Copy the listing that follows, line for line, without a single difference.

> **Records for this task**
Start of Block
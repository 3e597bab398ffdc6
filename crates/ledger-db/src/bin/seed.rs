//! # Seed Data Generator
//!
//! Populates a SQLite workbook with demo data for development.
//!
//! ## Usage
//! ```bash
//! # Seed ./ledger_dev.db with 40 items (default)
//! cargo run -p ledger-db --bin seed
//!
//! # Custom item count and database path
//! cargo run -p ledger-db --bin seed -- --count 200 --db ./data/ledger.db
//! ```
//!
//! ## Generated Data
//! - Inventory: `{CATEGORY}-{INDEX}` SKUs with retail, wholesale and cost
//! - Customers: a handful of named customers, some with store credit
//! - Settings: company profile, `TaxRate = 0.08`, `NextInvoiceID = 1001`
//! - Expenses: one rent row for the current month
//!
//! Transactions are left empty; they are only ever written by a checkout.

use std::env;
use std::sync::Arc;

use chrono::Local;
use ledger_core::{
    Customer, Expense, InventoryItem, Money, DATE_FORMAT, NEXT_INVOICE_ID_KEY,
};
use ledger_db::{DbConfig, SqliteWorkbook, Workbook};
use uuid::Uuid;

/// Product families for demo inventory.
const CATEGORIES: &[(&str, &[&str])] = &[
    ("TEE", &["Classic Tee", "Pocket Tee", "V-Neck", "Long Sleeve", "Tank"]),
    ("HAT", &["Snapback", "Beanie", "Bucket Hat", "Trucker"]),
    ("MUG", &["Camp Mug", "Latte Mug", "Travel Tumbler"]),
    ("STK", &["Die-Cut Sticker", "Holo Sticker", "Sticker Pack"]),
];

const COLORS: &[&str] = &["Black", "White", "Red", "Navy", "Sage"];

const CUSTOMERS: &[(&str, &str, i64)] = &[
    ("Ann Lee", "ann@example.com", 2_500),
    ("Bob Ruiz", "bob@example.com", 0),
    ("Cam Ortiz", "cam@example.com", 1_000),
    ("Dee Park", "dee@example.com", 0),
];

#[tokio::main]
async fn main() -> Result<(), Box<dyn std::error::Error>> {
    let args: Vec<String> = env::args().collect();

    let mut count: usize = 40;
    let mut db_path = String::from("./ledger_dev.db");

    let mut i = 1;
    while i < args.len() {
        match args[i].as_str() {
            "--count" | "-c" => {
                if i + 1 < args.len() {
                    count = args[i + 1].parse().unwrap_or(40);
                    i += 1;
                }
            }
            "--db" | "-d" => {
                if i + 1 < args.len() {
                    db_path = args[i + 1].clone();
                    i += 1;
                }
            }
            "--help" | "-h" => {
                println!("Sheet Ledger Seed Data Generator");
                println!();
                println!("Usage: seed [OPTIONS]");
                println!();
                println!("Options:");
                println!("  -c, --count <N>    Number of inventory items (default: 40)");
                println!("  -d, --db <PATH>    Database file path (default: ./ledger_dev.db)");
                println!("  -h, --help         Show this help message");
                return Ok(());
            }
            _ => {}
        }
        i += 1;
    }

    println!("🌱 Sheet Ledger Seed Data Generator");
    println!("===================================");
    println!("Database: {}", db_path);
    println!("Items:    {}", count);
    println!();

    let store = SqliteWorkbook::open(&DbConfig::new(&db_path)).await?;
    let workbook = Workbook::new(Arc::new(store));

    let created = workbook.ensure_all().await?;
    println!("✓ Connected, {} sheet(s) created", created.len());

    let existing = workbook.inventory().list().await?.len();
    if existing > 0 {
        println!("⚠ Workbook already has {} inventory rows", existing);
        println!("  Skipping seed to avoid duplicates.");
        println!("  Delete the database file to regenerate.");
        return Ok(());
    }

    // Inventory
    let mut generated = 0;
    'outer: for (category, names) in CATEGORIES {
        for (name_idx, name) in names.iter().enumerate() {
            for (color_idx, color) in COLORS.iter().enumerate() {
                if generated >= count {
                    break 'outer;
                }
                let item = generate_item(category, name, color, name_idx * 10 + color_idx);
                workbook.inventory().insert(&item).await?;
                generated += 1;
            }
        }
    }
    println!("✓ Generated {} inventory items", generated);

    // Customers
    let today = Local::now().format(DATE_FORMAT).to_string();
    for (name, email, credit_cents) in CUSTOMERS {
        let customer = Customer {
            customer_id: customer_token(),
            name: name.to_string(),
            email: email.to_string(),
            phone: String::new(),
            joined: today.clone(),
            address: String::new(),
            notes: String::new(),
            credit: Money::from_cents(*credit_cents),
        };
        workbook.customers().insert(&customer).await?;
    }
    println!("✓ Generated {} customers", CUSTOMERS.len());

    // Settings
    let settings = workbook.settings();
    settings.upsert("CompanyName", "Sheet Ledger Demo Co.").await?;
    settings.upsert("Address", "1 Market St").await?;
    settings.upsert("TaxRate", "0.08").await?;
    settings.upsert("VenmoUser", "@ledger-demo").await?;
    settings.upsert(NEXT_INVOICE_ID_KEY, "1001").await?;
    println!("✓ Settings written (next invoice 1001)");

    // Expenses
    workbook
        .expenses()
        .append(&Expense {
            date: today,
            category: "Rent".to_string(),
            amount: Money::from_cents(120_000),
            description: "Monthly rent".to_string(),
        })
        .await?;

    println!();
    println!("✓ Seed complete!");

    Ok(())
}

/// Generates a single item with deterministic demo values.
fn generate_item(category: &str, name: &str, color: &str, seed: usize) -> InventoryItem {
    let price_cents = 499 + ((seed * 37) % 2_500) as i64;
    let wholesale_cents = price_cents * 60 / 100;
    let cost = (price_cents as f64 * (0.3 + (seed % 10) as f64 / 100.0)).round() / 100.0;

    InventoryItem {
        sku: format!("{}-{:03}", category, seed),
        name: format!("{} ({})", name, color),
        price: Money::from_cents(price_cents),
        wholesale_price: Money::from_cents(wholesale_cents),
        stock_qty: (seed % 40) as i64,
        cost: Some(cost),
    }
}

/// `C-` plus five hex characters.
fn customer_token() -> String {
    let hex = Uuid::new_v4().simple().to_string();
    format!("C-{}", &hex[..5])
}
End of Block
> **Problem solution**
repository 3e597bab398ffdc6
filename crates/ledger-db/src/bin/seed.rs
//! # Seed Data Generator
//!
//! Populates a SQLite workbook with demo data for development.
//!
//! ## Usage
//! ```bash
//! # Seed ./ledger_dev.db with 40 items (default)
//! cargo run -p ledger-db --bin seed
//!
//! # Custom item count and database path
//! cargo run -p ledger-db --bin seed -- --count 200 --db ./data/ledger.db
//! ```
//!
//! ## Generated Data
//! - Inventory: `{CATEGORY}-{INDEX}` SKUs with retail, wholesale and cost
//! - Customers: a handful of named customers, some with store credit
//! - Settings: company profile, `TaxRate = 0.08`, `NextInvoiceID = 1001`
//! - Expenses: one rent row for the current month
//!
//! Transactions are left empty; they are only ever written by a checkout.

use std::env;
use std::sync::Arc;

use chrono::Local;
use ledger_core::{
    Customer, Expense, InventoryItem, Money, DATE_FORMAT, NEXT_INVOICE_ID_KEY,
};
use ledger_db::{DbConfig, SqliteWorkbook, Workbook};
use uuid::Uuid;

/// Product families for demo inventory.
const CATEGORIES: &[(&str, &[&str])] = &[
    ("TEE", &["Classic Tee", "Pocket Tee", "V-Neck", "Long Sleeve", "Tank"]),
    ("HAT", &["Snapback", "Beanie", "Bucket Hat", "Trucker"]),
    ("MUG", &["Camp Mug", "Latte Mug", "Travel Tumbler"]),
    ("STK", &["Die-Cut Sticker", "Holo Sticker", "Sticker Pack"]),
];

const COLORS: &[&str] = &["Black", "White", "Red", "Navy", "Sage"];

const CUSTOMERS: &[(&str, &str, i64)] = &[
    ("Ann Lee", "ann@example.com", 2_500),
    ("Bob Ruiz", "bob@example.com", 0),
    ("Cam Ortiz", "cam@example.com", 1_000),
    ("Dee Park", "dee@example.com", 0),
];

#[tokio::main]
async fn main() -> Result<(), Box<dyn std::error::Error>> {
    let args: Vec<String> = env::args().collect();

    let mut count: usize = 40;
    let mut db_path = String::from("./ledger_dev.db");

    let mut i = 1;
    while i < args.len() {
        match args[i].as_str() {
            "--count" | "-c" => {
                if i + 1 < args.len() {
                    count = args[i + 1].parse().unwrap_or(40);
                    i += 1;
                }
            }
            "--db" | "-d" => {
                if i + 1 < args.len() {
                    db_path = args[i + 1].clone();
                    i += 1;
                }
            }
            "--help" | "-h" => {
                println!("Sheet Ledger Seed Data Generator");
                println!();
                println!("Usage: seed [OPTIONS]");
                println!();
                println!("Options:");
                println!("  -c, --count <N>    Number of inventory items (default: 40)");
                println!("  -d, --db <PATH>    Database file path (default: ./ledger_dev.db)");
                println!("  -h, --help         Show this help message");
                return Ok(());
            }
            _ => {}
        }
        i += 1;
    }

    println!("🌱 Sheet Ledger Seed Data Generator");
    println!("===================================");
    println!("Database: {}", db_path);
    println!("Items:    {}", count);
    println!();

    let store = SqliteWorkbook::open(&DbConfig::new(&db_path)).await?;
    let workbook = Workbook::new(Arc::new(store));

    let created = workbook.ensure_all().await?;
    println!("✓ Connected, {} sheet(s) created", created.len());

    let existing = workbook.inventory().list().await?.len();
    if existing > 0 {
        println!("⚠ Workbook already has {} inventory rows", existing);
        println!("  Skipping seed to avoid duplicates.");
        println!("  Delete the database file to regenerate.");
        return Ok(());
    }

    // Inventory
    let mut generated = 0;
    'outer: for (category, names) in CATEGORIES {
        for (name_idx, name) in names.iter().enumerate() {
            for (color_idx, color) in COLORS.iter().enumerate() {
                if generated >= count {
                    break 'outer;
                }
                let item = generate_item(category, name, color, name_idx * 10 + color_idx);
                workbook.inventory().insert(&item).await?;
                generated += 1;
            }
        }
    }
    println!("✓ Generated {} inventory items", generated);

    // Customers
    let today = Local::now().format(DATE_FORMAT).to_string();
    for (name, email, credit_cents) in CUSTOMERS {
        let customer = Customer {
            customer_id: customer_token(),
            name: name.to_string(),
            email: email.to_string(),
            phone: String::new(),
            joined: today.clone(),
            address: String::new(),
            notes: String::new(),
            credit: Money::from_cents(*credit_cents),
        };
        workbook.customers().insert(&customer).await?;
    }
    println!("✓ Generated {} customers", CUSTOMERS.len());

    // Settings
    let settings = workbook.settings();
    settings.upsert("CompanyName", "Sheet Ledger Demo Co.").await?;
    settings.upsert("Address", "1 Market St").await?;
    settings.upsert("TaxRate", "0.08").await?;
    settings.upsert("VenmoUser", "@ledger-demo").await?;
    settings.upsert(NEXT_INVOICE_ID_KEY, "1001").await?;
    println!("✓ Settings written (next invoice 1001)");

    // Expenses
    workbook
        .expenses()
        .append(&Expense {
            date: today,
            category: "Rent".to_string(),
            amount: Money::from_cents(120_000),
            description: "Monthly rent".to_string(),
        })
        .await?;

    println!();
    println!("✓ Seed complete!");

    Ok(())
}

/// Generates a single item with deterministic demo values.
fn generate_item(category: &str, name: &str, color: &str, seed: usize) -> InventoryItem {
    let price_cents = 499 + ((seed * 37) % 2_500) as i64;
    let wholesale_cents = price_cents * 60 / 100;
    let cost = (price_cents as f64 * (0.3 + (seed % 10) as f64 / 100.0)).round() / 100.0;

    InventoryItem {
        sku: format!("{}-{:03}", category, seed),
        name: format!("{} ({})", name, color),
        price: Money::from_cents(price_cents),
        wholesale_price: Money::from_cents(wholesale_cents),
        stock_qty: (seed % 40) as i64,
        cost: Some(cost),
    }
}

/// `C-` plus five hex characters.
fn customer_token() -> String {
    let hex = Uuid::new_v4().simple().to_string();
    format!("C-{}", &hex[..5])
}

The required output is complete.